History fascinates Geoff
Geoff Ernst steps into Rose Bros Ltd General Store in Tirau. It’s 1904. It has everything from a needle to an anchor. The only difference is, nothing here is for sale.
The store, which is just one of the many exhibits at the Tirau Museum is a replica of the original Rose Bros store which serviced people in Tirau from 1904 to 1983.
Owner Mr Ernst set up the museum 40 years ago and still has visitors from all over the world stop in to see his collection.
Last month he had a group of car enthusiasts from the Te Awamutu Custom and Rod Club stop by. More than 80 American cars covered his lawn as they had lunch and took a tour of the premises. ‘‘I love to collect all things weird and wonderful,’’ Mr Ernst said.
Displayed tidily in two large rooms measuring 3962sqm (13,000sq ft), it is one of New Zealand’s largest personal collections.
Tins of lollies from England still in their packets, a one hundred trillion dollar note from Zimbabwe, the oldest mobile Avery tractor in New Zealand, old Matamata court house criminal documents and many more items add to the display.
His fascination with collectibles began when he was a curious and adventurous 11 year old. One day while fishing in the river he came across the champion vinegar bottle that kick-started his hobby.
‘‘Now the thrill is in the chase and getting that rare piece home and part of the game is then upgrading. I can’t help myself – wherever I go I am always looking for more stuff,’’ he said.

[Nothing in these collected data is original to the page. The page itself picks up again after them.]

//! # Tests for Handlers
//!
//! Router-level tests over in-memory run state.

use std::sync::Arc;

use axum::{
    body::{Body, to_bytes},
    http::{Request, StatusCode},
};
use sea_orm::DatabaseConnection;
use serde_json::Value;
use tower::ServiceExt;

use crate::config::AppConfig;
use crate::handlers::root;
use crate::models::{Catalog, WorkUnit};
use crate::repositories::{InMemoryRunStateStore, InMemoryWorkQueue};
use crate::run_controller::RunController;
use crate::server::{AppState, create_app};

fn test_state() -> (AppState, Arc<InMemoryWorkQueue>) {
    let queue = Arc::new(InMemoryWorkQueue::new());
    let controller = RunController::new(Arc::new(InMemoryRunStateStore::new()), queue.clone());
    let state = AppState {
        config: Arc::new(AppConfig::default()),
        db: DatabaseConnection::default(),
        controller: Arc::new(controller),
    };
    (state, queue)
}

async fn send(state: AppState, method: &str, uri: &str) -> (StatusCode, Value) {
    let response = create_app(state)
        .oneshot(
            Request::builder()
                .method(method)
                .uri(uri)
                .body(Body::empty())
                .unwrap(),
        )
        .await
        .unwrap();

    let status = response.status();
    let bytes = to_bytes(response.into_body(), usize::MAX).await.unwrap();
    let body = if bytes.is_empty() {
        Value::Null
    } else {
        serde_json::from_slice(&bytes).unwrap()
    };
    (status, body)
}

#[tokio::test]
async fn root_returns_service_info() {
    let axum::Json(info) = root().await;
    assert_eq!(info.service, "catalog-sync");
    assert_eq!(info.version, env!("CARGO_PKG_VERSION"));
}

#[tokio::test]
async fn start_collect_returns_accepted_and_enqueues() {
    let (state, queue) = test_state();

    let (status, body) = send(state, "POST", "/runs/collect").await;

    assert_eq!(status, StatusCode::ACCEPTED);
    assert_eq!(body["status"], "Collecting");
    let run_id = body["lastSessionId"].as_i64().unwrap();
    assert_eq!(
        queue.pending_units().await,
        vec![WorkUnit::collect(Catalog::Tires, 0, run_id)]
    );
}

#[tokio::test]
async fn second_start_conflicts() {
    let (state, _) = test_state();

    let (first, _) = send(state.clone(), "POST", "/runs/collect").await;
    let (second, body) = send(state, "POST", "/runs/update").await;

    assert_eq!(first, StatusCode::ACCEPTED);
    assert_eq!(second, StatusCode::CONFLICT);
    assert_eq!(body["code"], "RUN_IN_PROGRESS");
    assert!(body["trace_id"].is_string());
}

#[tokio::test]
async fn conflict_body_echoes_request_id() {
    let (state, _) = test_state();
    send(state.clone(), "POST", "/runs/collect").await;

    let response = create_app(state)
        .oneshot(
            Request::builder()
                .method("POST")
                .uri("/runs/update")
                .header("x-request-id", "req-42")
                .body(Body::empty())
                .unwrap(),
        )
        .await
        .unwrap();

    assert_eq!(response.status(), StatusCode::CONFLICT);
    let bytes = to_bytes(response.into_body(), usize::MAX).await.unwrap();
    let body: Value = serde_json::from_slice(&bytes).unwrap();
    assert_eq!(body["trace_id"], "req-42");
}

#[tokio::test]
async fn stop_then_state_reports_stopped() {
    let (state, _) = test_state();

    send(state.clone(), "POST", "/runs/collect").await;
    let (status, _) = send(state.clone(), "POST", "/runs/stop").await;
    assert_eq!(status, StatusCode::OK);

    let (status, body) = send(state, "GET", "/runs/state").await;
    assert_eq!(status, StatusCode::OK);
    assert_eq!(body["run"]["status"], "Stopped");
    assert!(body["lastWatermark"].is_null());
}

#[tokio::test]
async fn unknown_route_is_not_found() {
    let (state, _) = test_state();
    let (status, _) = send(state, "GET", "/runs/nope").await;
    assert_eq!(status, StatusCode::NOT_FOUND);
}

#[tokio::test]
async fn readyz_reports_unavailable_without_database() {
    let (state, _) = test_state();
    let (status, body) = send(state, "GET", "/readyz").await;
    assert_eq!(status, StatusCode::SERVICE_UNAVAILABLE);
    assert_eq!(body["code"], "SERVICE_UNAVAILABLE");
}

#[tokio::test]
async fn readyz_succeeds_with_database() {
    let (mut state, _) = test_state();
    state.db = sea_orm::Database::connect("sqlite::memory:").await.unwrap();

    let (status, body) = send(state, "GET", "/readyz").await;

    assert_eq!(status, StatusCode::NO_CONTENT);
    assert!(body.is_null());
}
//! Configuration loading for catalog-sync.
//!
//! Loads layered `.env` files and environment variables prefixed with
//! `CATALOG_SYNC_`, producing a typed [`AppConfig`].

use std::{collections::BTreeMap, env, net::SocketAddr, path::PathBuf, time::Duration};

use serde::{Deserialize, Serialize};
use thiserror::Error;
use url::Url;

use crate::models::product::WIDEST_RECORD_PARAMS;

const ENV_PREFIX: &str = "CATALOG_SYNC_";

/// Application configuration derived from `CATALOG_SYNC_*` environment variables.
#[derive(Debug, Clone, Serialize, Deserialize)]
#[serde(rename_all = "SCREAMING_SNAKE_CASE")]
pub struct AppConfig {
    #[serde(default = "default_profile")]
    pub profile: String,
    #[serde(default = "default_api_bind_addr")]
    pub api_bind_addr: String,
    #[serde(default = "default_log_level")]
    pub log_level: String,
    #[serde(default = "default_log_format")]
    pub log_format: String,
    #[serde(default = "default_database_url")]
    pub database_url: String,
    #[serde(default = "default_db_max_connections")]
    pub db_max_connections: u32,
    #[serde(default = "default_db_acquire_timeout_ms")]
    pub db_acquire_timeout_ms: u64,
    #[serde(default)]
    pub catalog_api: CatalogApiConfig,
    #[serde(default)]
    pub ingestion: IngestionConfig,
    #[serde(default)]
    pub worker: WorkerConfig,
}

/// Connection settings for the upstream catalog API.
#[derive(Debug, Clone, Serialize, Deserialize)]
#[serde(rename_all = "SCREAMING_SNAKE_CASE")]
pub struct CatalogApiConfig {
    /// GraphQL endpoint receiving every page and rebate query.
    ///
    /// Environment variable: `CATALOG_SYNC_CATALOG_API_URL`
    #[serde(default = "default_catalog_api_url")]
    pub url: String,

    /// Sent as the `x-api-key` header. Required outside `local`/`test`.
    ///
    /// Environment variable: `CATALOG_SYNC_CATALOG_API_KEY`
    #[serde(default, skip_serializing_if = "Option::is_none")]
    pub api_key: Option<String>,

    /// Per-request timeout in milliseconds (default: 30000)
    #[serde(default = "default_catalog_api_timeout_ms")]
    pub timeout_ms: u64,

    /// Total attempts per page fetch before giving up (default: 3)
    ///
    /// Environment variable: `CATALOG_SYNC_FETCH_MAX_ATTEMPTS`
    #[serde(default = "default_fetch_max_attempts")]
    pub fetch_max_attempts: u32,
}

/// Paging and bulk write limits.
#[derive(Debug, Clone, Serialize, Deserialize)]
#[serde(rename_all = "SCREAMING_SNAKE_CASE")]
pub struct IngestionConfig {
    /// Items requested per page (default: 500)
    #[serde(default = "default_page_size")]
    pub page_size: u64,

    /// Bound parameter ceiling for a single bulk statement (default: 100)
    #[serde(default = "default_max_bound_params")]
    pub max_bound_params: usize,
}

/// Queue worker cadence.
#[derive(Debug, Clone, Serialize, Deserialize)]
#[serde(rename_all = "SCREAMING_SNAKE_CASE")]
pub struct WorkerConfig {
    /// Idle poll interval in milliseconds (default: 1000)
    #[serde(default = "default_worker_tick_ms")]
    pub tick_ms: u64,

    /// Seconds a claimed message stays invisible before redelivery (default: 300)
    #[serde(default = "default_worker_visibility_timeout_seconds")]
    pub visibility_timeout_seconds: u64,
}

impl Default for AppConfig {
    fn default() -> Self {
        Self {
            profile: default_profile(),
            api_bind_addr: default_api_bind_addr(),
            log_level: default_log_level(),
            log_format: default_log_format(),
            database_url: default_database_url(),
            db_max_connections: default_db_max_connections(),
            db_acquire_timeout_ms: default_db_acquire_timeout_ms(),
            catalog_api: CatalogApiConfig::default(),
            ingestion: IngestionConfig::default(),
            worker: WorkerConfig::default(),
        }
    }
}

impl Default for CatalogApiConfig {
    fn default() -> Self {
        Self {
            url: default_catalog_api_url(),
            api_key: None,
            timeout_ms: default_catalog_api_timeout_ms(),
            fetch_max_attempts: default_fetch_max_attempts(),
        }
    }
}

impl Default for IngestionConfig {
    fn default() -> Self {
        Self {
            page_size: default_page_size(),
            max_bound_params: default_max_bound_params(),
        }
    }
}

impl Default for WorkerConfig {
    fn default() -> Self {
        Self {
            tick_ms: default_worker_tick_ms(),
            visibility_timeout_seconds: default_worker_visibility_timeout_seconds(),
        }
    }
}

impl CatalogApiConfig {
    pub fn timeout(&self) -> Duration {
        Duration::from_millis(self.timeout_ms)
    }

    /// Validate endpoint and retry bounds
    pub fn validate(&self, profile: &str) -> Result<(), ConfigError> {
        Url::parse(&self.url).map_err(|source| ConfigError::InvalidCatalogApiUrl {
            value: self.url.clone(),
            source,
        })?;

        if !matches!(profile, "local" | "test") && self.api_key.is_none() {
            return Err(ConfigError::MissingCatalogApiKey);
        }

        if self.fetch_max_attempts == 0 || self.fetch_max_attempts > 10 {
            return Err(ConfigError::InvalidFetchMaxAttempts {
                value: self.fetch_max_attempts,
            });
        }

        if self.timeout_ms == 0 {
            return Err(ConfigError::InvalidCatalogApiTimeout {
                value: self.timeout_ms,
            });
        }

        Ok(())
    }
}

impl IngestionConfig {
    /// Validate paging and bulk write bounds
    pub fn validate(&self) -> Result<(), ConfigError> {
        if self.page_size == 0 || self.page_size > 1000 {
            return Err(ConfigError::InvalidPageSize {
                value: self.page_size,
            });
        }

        // Every record must fit in one statement.
        if self.max_bound_params < WIDEST_RECORD_PARAMS {
            return Err(ConfigError::InvalidMaxBoundParams {
                value: self.max_bound_params,
                min: WIDEST_RECORD_PARAMS,
            });
        }

        Ok(())
    }
}

impl WorkerConfig {
    pub fn tick_interval(&self) -> Duration {
        Duration::from_millis(self.tick_ms)
    }

    pub fn visibility_timeout(&self) -> Duration {
        Duration::from_secs(self.visibility_timeout_seconds)
    }

    /// Validate worker cadence bounds
    pub fn validate(&self) -> Result<(), ConfigError> {
        if self.tick_ms < 10 || self.tick_ms > 60_000 {
            return Err(ConfigError::InvalidWorkerTick { value: self.tick_ms });
        }

        if self.visibility_timeout_seconds == 0 {
            return Err(ConfigError::InvalidVisibilityTimeout {
                value: self.visibility_timeout_seconds,
            });
        }

        Ok(())
    }
}

impl AppConfig {
    /// Returns the configured bind address as a socket address.
    pub fn bind_addr(&self) -> Result<SocketAddr, std::net::AddrParseError> {
        self.api_bind_addr.parse()
    }

    /// Returns a redacted JSON representation (secrets are redacted).
    pub fn redacted_json(&self) -> serde_json::Result<String> {
        let mut config = self.clone();
        if config.catalog_api.api_key.is_some() {
            config.catalog_api.api_key = Some("[REDACTED]".to_string());
        }
        serde_json::to_string_pretty(&config)
    }

    /// Validates the configuration, returning an error if required settings are missing.
    pub fn validate(&self) -> Result<(), ConfigError> {
        self.catalog_api.validate(&self.profile)?;
        self.ingestion.validate()?;
        self.worker.validate()?;
        Ok(())
    }
}

fn default_profile() -> String {
    "local".to_string()
}

fn default_api_bind_addr() -> String {
    "0.0.0.0:8080".to_string()
}

fn default_log_level() -> String {
    "info".to_string()
}

fn default_log_format() -> String {
    "json".to_string()
}

fn default_database_url() -> String {
    "sqlite://catalog-sync.db?mode=rwc".to_string()
}

fn default_db_max_connections() -> u32 {
    10
}

fn default_db_acquire_timeout_ms() -> u64 {
    5000
}

fn default_catalog_api_url() -> String {
    "http://localhost:4000/api/graphql".to_string()
}

fn default_catalog_api_timeout_ms() -> u64 {
    30_000
}

fn default_fetch_max_attempts() -> u32 {
    3
}

fn default_page_size() -> u64 {
    500
}

fn default_max_bound_params() -> usize {
    100
}

fn default_worker_tick_ms() -> u64 {
    1000
}

fn default_worker_visibility_timeout_seconds() -> u64 {
    300 // 5 minutes
}
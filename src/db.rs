//! Database connection and pool management.
//!
//! Opens the SeaORM pool (Postgres in deployment, SQLite locally and in
//! tests) with retry, and exposes a liveness check.

use anyhow::{Context, Result};
use sea_orm::{ConnectOptions, ConnectionTrait, Database, DatabaseConnection, Statement};
use std::time::Duration;
use tokio::time::sleep;

use crate::config::AppConfig;

const MAX_CONNECT_ATTEMPTS: u32 = 5;

#[derive(Debug, thiserror::Error)]
pub enum DatabaseError {
    #[error("Failed to connect to database: {source}")]
    ConnectionFailed {
        #[from]
        source: sea_orm::DbErr,
    },
    #[error("Database connection timeout after {timeout_ms}ms")]
    ConnectionTimeout { timeout_ms: u64 },
    #[error("Invalid database configuration: {message}")]
    InvalidConfiguration { message: String },
}

/// Connects to `cfg.database_url`, retrying transient failures with
/// exponential backoff starting at 100ms.
///
/// ```no_run
/// use catalog_sync::{config::AppConfig, db::init_pool};
///
/// #[tokio::main]
/// async fn main() -> anyhow::Result<()> {
///     let db = init_pool(&AppConfig::default()).await?;
///     catalog_sync::db::health_check(&db).await?;
///     Ok(())
/// }
/// ```
pub async fn init_pool(cfg: &AppConfig) -> Result<DatabaseConnection> {
    if cfg.database_url.is_empty() {
        return Err(DatabaseError::InvalidConfiguration {
            message: "Database URL cannot be empty".to_string(),
        }
        .into());
    }

    let mut opt = ConnectOptions::new(&cfg.database_url);
    opt.max_connections(cfg.db_max_connections)
        .acquire_timeout(Duration::from_millis(cfg.db_acquire_timeout_ms))
        .idle_timeout(Duration::from_secs(600))
        .max_lifetime(Duration::from_secs(1800))
        .sqlx_logging(true)
        .sqlx_logging_level(log::LevelFilter::Debug);

    let mut retry_delay = Duration::from_millis(100);

    for attempt in 1..=MAX_CONNECT_ATTEMPTS {
        match Database::connect(opt.clone()).await {
            Ok(conn) => {
                log::info!("Connected to database (attempt {})", attempt);
                return Ok(conn);
            }
            Err(e) => {
                if attempt == MAX_CONNECT_ATTEMPTS {
                    log::error!(
                        "Failed to connect to database after {} attempts: {}",
                        MAX_CONNECT_ATTEMPTS,
                        e
                    );
                    return Err(DatabaseError::ConnectionFailed { source: e }.into());
                }

                log::warn!(
                    "Database connection attempt {} failed: {}, retrying in {:?}",
                    attempt,
                    e,
                    retry_delay
                );

                sleep(retry_delay).await;
                retry_delay *= 2;
            }
        }
    }

    Err(DatabaseError::ConnectionTimeout {
        timeout_ms: cfg.db_acquire_timeout_ms,
    }
    .into())
}

/// Runs `SELECT 1` against the pool. A disconnected handle is reported as
/// an error; asking it for its backend would panic.
pub async fn health_check(db: &DatabaseConnection) -> Result<()> {
    if matches!(db, DatabaseConnection::Disconnected) {
        return Err(DatabaseError::InvalidConfiguration {
            message: "Database connection is not established".to_string(),
        }
        .into());
    }

    let stmt = Statement::from_string(db.get_database_backend(), "SELECT 1".to_string());

    db.query_one(stmt)
        .await
        .context("Database health check failed")?;

    Ok(())
}

#[cfg(test)]
mod tests {
    use super::*;

    #[tokio::test]
    async fn empty_database_url_is_rejected() {
        let config = AppConfig {
            database_url: String::new(),
            ..AppConfig::default()
        };

        let result = init_pool(&config).await;

        assert!(matches!(
            result.unwrap_err().downcast::<DatabaseError>(),
            Ok(DatabaseError::InvalidConfiguration { .. })
        ));
    }

    #[tokio::test]
    async fn health_check_fails_on_disconnected_handle() {
        let result = health_check(&DatabaseConnection::Disconnected).await;

        assert!(matches!(
            result.unwrap_err().downcast::<DatabaseError>(),
            Ok(DatabaseError::InvalidConfiguration { .. })
        ));
    }

    #[tokio::test]
    async fn health_check_passes_on_sqlite_memory() {
        let config = AppConfig {
            database_url: "sqlite::memory:".to_string(),
            db_max_connections: 1,
            ..AppConfig::default()
        };

        let db = init_pool(&config).await.expect("connect sqlite");
        health_check(&db).await.expect("health check");
    }
}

Mr Ernst has lived on his farm just south of Tirau, site of the museum, for the majority of his life farming honey bees.
‘‘ I sold honey by the summer and arranged the museum and collected things during the winter. I would go gold mining on the West Coast and always come back with a car load of stuff,’’ he said.
Mr Ernst never intended to start up the museum but his private collection soon became a phenomenon to those who heard about it.
‘‘Many people were asking to see it so I had the bright idea of starting up my own museum and making an earning out of what I enjoyed doing,’’ he said. ‘‘There are so many stories here, it is unreal. Every piece has a story.’’
Among the thousands of items, he still has a favourite. The single-cylinder German Lanz Bulldog tractor which originated from Canterbury in 1937 is his ‘‘big toy’’ and will remain so while it is still in use.
Back in time: Tirau Museum owner Geoff Ernst in a replica of the Rose Bros. Ltd General store that used to be in Tirau.
Here to visit: Old and rare cars from the Te Awamutu Custom and Rod Club are just one of the groups to stop in for a visit in the past month.